Data listing section start

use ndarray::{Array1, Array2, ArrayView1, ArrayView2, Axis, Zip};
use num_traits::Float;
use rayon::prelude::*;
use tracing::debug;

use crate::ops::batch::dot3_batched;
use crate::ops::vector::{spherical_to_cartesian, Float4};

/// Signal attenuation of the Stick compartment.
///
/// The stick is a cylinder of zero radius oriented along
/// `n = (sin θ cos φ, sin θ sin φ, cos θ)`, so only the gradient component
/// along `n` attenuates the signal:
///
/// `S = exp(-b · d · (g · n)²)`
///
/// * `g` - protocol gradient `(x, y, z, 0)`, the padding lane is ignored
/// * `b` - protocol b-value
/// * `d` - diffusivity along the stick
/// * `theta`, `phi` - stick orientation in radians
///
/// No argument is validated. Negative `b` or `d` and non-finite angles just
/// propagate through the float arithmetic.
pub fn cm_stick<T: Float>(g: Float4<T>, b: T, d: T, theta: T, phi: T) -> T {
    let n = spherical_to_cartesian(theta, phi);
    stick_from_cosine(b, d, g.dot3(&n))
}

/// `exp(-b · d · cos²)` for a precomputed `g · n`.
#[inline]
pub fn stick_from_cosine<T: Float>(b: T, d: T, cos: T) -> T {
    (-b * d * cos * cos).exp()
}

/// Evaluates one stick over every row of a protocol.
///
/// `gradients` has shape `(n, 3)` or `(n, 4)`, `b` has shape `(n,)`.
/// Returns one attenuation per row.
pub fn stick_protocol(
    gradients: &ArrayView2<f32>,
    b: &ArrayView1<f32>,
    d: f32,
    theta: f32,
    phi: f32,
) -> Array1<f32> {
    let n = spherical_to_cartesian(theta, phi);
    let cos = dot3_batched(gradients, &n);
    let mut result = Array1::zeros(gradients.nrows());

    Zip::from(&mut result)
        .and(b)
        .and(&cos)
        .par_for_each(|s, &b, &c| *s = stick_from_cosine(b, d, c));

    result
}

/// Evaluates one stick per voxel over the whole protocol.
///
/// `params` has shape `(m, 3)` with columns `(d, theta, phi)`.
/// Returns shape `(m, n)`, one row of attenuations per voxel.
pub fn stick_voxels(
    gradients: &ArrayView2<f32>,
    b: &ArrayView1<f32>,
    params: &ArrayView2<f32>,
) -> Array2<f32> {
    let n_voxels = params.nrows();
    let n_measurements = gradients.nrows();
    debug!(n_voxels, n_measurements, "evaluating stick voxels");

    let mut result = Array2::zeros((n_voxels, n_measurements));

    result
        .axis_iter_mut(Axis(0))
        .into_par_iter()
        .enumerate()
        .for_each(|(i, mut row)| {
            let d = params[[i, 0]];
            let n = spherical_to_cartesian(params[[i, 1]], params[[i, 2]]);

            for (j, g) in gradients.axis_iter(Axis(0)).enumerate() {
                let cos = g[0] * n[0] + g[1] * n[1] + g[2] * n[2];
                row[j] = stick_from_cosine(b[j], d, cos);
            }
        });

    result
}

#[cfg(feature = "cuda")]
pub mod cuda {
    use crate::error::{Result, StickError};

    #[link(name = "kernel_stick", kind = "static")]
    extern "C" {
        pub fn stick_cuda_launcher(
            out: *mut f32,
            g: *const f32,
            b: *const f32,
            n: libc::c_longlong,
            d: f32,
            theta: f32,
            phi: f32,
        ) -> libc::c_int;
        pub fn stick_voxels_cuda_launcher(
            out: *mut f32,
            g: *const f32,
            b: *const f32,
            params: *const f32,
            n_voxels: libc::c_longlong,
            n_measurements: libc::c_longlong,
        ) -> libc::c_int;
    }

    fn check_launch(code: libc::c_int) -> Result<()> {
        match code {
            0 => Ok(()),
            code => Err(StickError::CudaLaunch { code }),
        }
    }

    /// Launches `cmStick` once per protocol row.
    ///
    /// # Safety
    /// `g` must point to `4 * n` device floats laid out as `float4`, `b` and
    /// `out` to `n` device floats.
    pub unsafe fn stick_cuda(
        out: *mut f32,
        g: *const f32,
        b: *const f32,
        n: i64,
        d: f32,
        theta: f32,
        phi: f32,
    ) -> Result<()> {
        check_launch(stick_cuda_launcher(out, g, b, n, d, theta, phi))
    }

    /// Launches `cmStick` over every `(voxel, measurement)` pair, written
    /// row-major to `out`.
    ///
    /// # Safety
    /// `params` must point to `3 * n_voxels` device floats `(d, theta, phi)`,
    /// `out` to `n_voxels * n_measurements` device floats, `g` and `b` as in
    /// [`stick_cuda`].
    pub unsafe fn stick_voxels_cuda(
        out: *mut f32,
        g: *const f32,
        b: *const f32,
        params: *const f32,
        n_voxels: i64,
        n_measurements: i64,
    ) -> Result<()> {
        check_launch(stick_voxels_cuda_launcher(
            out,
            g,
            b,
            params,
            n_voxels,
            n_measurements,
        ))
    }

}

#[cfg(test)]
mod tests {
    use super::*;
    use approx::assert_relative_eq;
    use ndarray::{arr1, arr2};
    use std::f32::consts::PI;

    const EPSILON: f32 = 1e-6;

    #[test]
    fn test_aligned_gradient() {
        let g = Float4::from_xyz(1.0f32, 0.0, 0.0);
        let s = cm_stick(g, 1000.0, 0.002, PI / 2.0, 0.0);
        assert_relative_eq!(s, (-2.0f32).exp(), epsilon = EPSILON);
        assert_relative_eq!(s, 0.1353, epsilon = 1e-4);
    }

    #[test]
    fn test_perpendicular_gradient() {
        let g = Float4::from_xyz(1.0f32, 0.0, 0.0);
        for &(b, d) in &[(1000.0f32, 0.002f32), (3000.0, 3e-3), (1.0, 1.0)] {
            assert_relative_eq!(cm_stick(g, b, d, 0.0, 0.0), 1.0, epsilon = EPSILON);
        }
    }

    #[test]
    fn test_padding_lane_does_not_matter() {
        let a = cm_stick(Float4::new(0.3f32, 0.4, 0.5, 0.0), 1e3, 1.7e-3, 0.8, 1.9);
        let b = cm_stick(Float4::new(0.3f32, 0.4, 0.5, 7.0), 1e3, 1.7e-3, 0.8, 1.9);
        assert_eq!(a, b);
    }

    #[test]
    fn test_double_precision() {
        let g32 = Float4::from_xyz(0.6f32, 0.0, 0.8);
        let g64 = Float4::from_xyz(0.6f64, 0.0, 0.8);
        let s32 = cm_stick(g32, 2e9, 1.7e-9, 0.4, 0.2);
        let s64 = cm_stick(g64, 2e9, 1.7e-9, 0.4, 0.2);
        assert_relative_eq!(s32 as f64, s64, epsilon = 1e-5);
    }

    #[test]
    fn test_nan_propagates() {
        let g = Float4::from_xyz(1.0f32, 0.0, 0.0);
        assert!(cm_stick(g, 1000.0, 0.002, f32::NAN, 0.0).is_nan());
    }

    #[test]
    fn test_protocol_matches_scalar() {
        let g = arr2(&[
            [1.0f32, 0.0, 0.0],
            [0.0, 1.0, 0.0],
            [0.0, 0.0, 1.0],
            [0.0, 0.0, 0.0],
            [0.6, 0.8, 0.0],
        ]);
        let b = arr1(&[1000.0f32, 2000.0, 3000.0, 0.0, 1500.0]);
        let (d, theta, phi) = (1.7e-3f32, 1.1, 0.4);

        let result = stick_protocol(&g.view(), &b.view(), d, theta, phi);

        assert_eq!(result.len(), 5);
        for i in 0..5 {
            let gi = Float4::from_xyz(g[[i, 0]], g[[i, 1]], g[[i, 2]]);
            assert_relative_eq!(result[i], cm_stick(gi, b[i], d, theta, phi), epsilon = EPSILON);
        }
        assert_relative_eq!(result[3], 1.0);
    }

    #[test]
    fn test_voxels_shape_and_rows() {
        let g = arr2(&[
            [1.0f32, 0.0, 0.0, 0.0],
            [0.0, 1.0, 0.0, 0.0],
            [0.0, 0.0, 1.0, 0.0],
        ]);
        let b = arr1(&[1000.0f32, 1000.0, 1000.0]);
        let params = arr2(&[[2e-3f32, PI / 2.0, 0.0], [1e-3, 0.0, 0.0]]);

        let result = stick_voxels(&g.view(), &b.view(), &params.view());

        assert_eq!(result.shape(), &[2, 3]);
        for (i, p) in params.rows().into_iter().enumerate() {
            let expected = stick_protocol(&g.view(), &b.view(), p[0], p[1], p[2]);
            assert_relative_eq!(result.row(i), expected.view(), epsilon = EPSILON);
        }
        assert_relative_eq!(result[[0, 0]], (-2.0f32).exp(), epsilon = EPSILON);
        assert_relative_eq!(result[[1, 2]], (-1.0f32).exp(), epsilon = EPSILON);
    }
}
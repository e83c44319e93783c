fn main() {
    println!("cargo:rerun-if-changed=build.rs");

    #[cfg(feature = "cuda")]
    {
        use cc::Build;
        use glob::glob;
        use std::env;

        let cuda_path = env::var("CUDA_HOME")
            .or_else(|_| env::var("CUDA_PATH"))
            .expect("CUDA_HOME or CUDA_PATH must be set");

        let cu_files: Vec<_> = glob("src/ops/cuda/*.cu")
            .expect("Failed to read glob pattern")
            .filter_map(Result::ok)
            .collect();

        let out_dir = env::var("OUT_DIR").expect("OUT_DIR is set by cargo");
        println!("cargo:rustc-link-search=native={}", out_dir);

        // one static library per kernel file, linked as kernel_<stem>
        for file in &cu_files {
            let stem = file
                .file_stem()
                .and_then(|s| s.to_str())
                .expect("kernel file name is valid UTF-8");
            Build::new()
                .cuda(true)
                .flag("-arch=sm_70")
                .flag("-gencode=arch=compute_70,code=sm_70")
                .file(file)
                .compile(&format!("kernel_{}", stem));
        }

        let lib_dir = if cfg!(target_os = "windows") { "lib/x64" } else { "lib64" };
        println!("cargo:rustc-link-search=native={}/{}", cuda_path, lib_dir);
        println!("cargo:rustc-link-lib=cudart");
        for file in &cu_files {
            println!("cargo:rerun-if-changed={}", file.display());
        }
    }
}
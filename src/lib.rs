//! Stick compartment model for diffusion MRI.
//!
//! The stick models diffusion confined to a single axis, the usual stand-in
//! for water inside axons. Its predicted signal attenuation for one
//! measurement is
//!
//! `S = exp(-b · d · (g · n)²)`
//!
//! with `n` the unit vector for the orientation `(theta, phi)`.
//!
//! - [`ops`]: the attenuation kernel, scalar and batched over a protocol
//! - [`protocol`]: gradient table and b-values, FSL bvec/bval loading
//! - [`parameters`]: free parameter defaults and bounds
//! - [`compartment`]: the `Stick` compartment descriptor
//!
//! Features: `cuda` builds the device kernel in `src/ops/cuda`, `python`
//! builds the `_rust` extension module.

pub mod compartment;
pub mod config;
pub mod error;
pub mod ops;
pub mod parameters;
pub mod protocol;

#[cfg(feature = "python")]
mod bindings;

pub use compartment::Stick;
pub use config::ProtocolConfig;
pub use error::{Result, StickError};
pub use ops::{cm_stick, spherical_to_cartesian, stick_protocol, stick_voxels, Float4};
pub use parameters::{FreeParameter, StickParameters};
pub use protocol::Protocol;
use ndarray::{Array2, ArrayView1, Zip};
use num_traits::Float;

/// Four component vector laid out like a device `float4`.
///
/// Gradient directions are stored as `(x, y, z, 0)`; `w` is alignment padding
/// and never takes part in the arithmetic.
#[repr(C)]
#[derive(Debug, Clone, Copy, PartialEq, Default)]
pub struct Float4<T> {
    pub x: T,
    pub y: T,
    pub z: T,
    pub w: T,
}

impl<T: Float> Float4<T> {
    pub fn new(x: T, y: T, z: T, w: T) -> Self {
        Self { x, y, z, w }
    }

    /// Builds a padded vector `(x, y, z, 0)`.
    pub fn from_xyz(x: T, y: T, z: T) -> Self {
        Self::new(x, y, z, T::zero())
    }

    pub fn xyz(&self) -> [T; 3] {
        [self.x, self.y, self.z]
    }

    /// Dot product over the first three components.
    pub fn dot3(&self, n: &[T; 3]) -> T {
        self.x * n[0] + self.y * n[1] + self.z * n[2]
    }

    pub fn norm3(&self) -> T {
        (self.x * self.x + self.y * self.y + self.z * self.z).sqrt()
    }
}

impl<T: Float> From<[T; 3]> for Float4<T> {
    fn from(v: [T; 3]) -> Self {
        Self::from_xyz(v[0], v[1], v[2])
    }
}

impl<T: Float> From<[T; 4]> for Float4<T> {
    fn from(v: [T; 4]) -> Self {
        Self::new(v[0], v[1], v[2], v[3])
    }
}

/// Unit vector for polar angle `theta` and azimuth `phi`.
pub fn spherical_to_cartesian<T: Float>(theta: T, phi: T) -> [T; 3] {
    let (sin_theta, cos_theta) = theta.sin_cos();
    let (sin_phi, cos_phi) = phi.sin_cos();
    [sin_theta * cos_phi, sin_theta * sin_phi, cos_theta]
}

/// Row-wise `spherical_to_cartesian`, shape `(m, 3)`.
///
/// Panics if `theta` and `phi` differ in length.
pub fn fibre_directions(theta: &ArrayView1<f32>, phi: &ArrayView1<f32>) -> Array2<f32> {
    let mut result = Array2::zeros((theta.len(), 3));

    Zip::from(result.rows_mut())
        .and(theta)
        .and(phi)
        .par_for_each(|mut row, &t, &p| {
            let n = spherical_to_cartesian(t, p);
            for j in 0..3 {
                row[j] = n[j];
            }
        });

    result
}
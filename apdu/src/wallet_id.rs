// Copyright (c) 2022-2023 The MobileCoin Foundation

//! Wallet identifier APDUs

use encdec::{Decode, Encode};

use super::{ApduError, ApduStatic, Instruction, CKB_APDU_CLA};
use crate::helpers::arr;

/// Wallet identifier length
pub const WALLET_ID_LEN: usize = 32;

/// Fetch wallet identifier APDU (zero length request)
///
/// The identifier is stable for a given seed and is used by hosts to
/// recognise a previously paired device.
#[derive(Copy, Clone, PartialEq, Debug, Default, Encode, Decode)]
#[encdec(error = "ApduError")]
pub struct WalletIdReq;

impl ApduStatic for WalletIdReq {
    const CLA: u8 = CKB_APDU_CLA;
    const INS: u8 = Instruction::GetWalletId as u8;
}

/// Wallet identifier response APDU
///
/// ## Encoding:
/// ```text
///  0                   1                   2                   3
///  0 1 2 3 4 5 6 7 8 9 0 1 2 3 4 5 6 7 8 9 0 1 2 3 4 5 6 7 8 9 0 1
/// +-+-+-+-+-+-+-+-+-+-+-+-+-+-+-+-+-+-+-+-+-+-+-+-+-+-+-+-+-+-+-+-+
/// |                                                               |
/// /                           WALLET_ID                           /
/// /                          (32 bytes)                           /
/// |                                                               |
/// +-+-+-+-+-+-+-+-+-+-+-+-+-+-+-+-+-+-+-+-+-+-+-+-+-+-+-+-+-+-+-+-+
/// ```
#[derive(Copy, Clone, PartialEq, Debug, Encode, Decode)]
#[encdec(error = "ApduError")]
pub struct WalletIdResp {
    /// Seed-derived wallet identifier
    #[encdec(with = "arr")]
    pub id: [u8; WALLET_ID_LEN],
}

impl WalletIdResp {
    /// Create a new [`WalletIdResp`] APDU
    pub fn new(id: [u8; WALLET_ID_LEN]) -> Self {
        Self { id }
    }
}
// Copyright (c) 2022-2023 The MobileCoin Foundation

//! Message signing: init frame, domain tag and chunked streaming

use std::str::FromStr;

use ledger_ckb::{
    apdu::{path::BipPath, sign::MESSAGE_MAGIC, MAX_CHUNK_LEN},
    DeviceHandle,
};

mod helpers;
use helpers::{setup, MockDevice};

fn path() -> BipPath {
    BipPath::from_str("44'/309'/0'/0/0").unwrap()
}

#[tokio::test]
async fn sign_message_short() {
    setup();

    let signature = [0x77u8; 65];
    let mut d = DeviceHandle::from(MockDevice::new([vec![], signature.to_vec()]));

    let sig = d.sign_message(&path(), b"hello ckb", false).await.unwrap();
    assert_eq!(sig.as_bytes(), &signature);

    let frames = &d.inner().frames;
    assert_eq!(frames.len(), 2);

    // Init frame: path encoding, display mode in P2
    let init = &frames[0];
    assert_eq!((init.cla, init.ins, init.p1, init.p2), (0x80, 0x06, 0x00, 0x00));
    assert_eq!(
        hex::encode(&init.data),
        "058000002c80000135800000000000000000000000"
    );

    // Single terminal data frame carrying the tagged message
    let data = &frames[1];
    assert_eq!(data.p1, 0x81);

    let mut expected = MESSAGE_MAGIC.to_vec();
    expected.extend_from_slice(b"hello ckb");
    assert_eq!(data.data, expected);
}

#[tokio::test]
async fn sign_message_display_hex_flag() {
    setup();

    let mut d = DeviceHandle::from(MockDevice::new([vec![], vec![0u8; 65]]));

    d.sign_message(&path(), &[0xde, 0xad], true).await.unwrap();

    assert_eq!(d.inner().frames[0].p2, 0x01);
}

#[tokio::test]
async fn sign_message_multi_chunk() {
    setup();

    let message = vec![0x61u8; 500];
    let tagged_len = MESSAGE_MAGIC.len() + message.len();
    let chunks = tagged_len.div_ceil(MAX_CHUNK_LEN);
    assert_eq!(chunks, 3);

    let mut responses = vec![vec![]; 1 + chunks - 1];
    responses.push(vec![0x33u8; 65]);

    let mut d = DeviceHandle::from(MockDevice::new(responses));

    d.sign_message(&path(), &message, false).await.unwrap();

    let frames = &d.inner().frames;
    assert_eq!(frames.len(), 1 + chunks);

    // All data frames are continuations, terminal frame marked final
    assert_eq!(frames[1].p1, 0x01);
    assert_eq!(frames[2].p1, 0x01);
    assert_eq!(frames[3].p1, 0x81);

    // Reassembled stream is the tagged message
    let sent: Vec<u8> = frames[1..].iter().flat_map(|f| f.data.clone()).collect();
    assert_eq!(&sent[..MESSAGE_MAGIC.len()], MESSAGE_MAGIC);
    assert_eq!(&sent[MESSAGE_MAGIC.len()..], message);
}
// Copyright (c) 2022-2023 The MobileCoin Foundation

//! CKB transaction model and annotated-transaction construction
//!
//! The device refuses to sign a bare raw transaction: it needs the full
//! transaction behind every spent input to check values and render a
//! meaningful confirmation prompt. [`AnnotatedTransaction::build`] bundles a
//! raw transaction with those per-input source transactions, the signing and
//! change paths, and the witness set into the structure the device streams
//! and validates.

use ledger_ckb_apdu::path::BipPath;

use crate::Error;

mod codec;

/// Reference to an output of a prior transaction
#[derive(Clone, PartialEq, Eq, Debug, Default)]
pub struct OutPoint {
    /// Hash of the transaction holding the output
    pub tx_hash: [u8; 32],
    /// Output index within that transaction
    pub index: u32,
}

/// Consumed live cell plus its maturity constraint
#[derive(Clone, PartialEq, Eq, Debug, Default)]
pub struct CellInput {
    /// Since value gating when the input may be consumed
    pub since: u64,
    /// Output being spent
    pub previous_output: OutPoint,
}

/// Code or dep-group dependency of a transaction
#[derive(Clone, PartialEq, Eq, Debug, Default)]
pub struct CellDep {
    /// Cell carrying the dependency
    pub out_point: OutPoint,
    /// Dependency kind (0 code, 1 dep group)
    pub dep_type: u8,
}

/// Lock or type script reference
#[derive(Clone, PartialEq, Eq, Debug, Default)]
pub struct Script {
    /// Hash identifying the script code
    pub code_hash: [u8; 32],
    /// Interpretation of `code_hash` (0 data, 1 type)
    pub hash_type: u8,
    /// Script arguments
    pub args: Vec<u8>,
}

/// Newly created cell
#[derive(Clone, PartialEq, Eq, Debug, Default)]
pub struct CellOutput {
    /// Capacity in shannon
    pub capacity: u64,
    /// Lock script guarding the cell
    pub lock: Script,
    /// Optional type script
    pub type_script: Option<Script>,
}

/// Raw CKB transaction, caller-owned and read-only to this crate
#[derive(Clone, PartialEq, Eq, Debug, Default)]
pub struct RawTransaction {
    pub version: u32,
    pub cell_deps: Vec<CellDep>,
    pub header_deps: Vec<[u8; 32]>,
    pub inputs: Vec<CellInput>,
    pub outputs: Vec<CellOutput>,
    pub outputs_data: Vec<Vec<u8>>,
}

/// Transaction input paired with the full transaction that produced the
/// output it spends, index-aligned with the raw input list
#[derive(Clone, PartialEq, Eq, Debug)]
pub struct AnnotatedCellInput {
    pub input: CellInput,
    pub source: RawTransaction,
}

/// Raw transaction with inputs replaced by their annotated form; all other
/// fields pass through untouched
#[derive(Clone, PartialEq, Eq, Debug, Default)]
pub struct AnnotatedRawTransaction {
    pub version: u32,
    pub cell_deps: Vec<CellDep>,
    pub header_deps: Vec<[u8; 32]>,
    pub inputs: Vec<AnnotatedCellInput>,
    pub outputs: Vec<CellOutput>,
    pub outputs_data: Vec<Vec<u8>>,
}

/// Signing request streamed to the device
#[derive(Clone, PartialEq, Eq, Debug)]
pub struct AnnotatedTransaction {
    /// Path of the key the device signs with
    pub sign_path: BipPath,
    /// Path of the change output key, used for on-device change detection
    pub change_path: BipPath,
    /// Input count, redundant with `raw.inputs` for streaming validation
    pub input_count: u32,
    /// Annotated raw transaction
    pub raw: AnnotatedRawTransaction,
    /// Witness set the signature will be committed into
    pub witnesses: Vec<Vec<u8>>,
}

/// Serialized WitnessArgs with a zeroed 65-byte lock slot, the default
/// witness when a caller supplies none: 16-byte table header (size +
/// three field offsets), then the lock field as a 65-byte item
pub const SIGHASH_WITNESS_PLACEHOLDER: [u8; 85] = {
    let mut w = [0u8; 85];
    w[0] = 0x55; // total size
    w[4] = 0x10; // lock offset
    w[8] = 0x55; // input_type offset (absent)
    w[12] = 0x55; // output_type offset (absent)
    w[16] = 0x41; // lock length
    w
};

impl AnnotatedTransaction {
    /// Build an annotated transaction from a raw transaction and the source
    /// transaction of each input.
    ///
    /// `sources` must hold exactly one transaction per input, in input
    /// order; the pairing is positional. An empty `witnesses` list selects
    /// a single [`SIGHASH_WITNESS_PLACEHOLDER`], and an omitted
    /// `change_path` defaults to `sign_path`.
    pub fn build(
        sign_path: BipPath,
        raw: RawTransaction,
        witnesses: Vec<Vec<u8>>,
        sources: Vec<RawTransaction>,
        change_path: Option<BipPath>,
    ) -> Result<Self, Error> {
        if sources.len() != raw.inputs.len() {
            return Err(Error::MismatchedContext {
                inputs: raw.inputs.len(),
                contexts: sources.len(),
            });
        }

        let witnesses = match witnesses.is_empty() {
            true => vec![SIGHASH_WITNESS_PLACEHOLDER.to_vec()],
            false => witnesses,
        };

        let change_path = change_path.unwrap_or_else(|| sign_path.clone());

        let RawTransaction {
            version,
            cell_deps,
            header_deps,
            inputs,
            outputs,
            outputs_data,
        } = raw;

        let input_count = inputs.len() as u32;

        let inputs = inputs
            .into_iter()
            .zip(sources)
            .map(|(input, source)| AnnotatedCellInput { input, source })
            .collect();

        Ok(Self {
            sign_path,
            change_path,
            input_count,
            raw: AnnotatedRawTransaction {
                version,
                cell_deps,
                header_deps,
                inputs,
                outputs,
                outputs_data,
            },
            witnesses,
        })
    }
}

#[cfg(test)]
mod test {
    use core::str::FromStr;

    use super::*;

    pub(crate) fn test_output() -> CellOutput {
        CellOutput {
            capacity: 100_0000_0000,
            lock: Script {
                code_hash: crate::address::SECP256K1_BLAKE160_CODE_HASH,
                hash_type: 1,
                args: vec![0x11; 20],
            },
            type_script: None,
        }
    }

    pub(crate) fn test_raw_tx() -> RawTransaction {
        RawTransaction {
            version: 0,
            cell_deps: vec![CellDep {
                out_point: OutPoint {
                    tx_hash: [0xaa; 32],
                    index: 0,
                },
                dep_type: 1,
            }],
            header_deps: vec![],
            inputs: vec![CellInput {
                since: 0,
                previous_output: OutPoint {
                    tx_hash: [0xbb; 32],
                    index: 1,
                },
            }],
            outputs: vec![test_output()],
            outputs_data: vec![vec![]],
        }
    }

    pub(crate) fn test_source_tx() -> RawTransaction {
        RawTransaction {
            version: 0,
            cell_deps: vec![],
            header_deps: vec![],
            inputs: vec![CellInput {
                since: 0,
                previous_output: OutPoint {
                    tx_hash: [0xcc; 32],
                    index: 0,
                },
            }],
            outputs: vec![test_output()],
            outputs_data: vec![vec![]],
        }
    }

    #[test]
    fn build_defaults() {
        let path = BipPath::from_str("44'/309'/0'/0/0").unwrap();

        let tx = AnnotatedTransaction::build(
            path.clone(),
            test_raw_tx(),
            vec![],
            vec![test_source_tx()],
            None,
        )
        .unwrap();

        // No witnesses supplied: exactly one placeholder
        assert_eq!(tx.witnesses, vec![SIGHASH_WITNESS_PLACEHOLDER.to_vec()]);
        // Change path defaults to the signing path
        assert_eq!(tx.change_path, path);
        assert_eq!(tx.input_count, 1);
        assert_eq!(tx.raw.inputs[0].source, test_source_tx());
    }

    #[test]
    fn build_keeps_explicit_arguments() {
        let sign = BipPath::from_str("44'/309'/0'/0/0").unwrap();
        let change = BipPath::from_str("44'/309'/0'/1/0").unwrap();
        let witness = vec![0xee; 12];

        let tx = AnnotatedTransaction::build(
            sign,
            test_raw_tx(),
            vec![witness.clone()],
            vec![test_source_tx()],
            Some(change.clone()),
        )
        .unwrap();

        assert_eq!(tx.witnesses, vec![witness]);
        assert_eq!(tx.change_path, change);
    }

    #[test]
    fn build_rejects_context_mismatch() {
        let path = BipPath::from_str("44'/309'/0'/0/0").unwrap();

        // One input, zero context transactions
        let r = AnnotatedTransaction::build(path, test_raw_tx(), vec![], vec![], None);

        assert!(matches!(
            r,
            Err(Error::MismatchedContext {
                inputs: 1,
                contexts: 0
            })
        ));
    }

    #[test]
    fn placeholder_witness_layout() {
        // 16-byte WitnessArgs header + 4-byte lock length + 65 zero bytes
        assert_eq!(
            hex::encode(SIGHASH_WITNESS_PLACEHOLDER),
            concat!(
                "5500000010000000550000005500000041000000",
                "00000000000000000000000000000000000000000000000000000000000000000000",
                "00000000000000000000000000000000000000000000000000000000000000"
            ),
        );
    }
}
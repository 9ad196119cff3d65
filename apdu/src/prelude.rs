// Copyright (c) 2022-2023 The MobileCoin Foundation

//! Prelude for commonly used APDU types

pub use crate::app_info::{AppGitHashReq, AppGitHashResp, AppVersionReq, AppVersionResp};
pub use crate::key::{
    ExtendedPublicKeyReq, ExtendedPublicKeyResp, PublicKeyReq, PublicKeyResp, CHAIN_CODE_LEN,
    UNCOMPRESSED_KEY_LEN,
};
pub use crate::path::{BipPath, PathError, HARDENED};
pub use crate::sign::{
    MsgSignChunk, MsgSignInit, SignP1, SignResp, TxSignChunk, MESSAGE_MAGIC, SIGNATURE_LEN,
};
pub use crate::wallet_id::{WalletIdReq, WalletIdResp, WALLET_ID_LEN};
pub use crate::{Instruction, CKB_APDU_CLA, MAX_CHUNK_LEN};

Data listing section end

> [Your instructions]:
The expected output is the exact run of lines from the start of the entries through the line with "radius oriented along", inclusive.

> [Task result]:
use ndarray::{Array1, Array2, ArrayView1, ArrayView2, Axis, Zip};
use num_traits::Float;
use rayon::prelude::*;
use tracing::debug;

use crate::ops::batch::dot3_batched;
use crate::ops::vector::{spherical_to_cartesian, Float4};

/// Signal attenuation of the Stick compartment.
///
/// The stick is a cylinder of zero radius oriented along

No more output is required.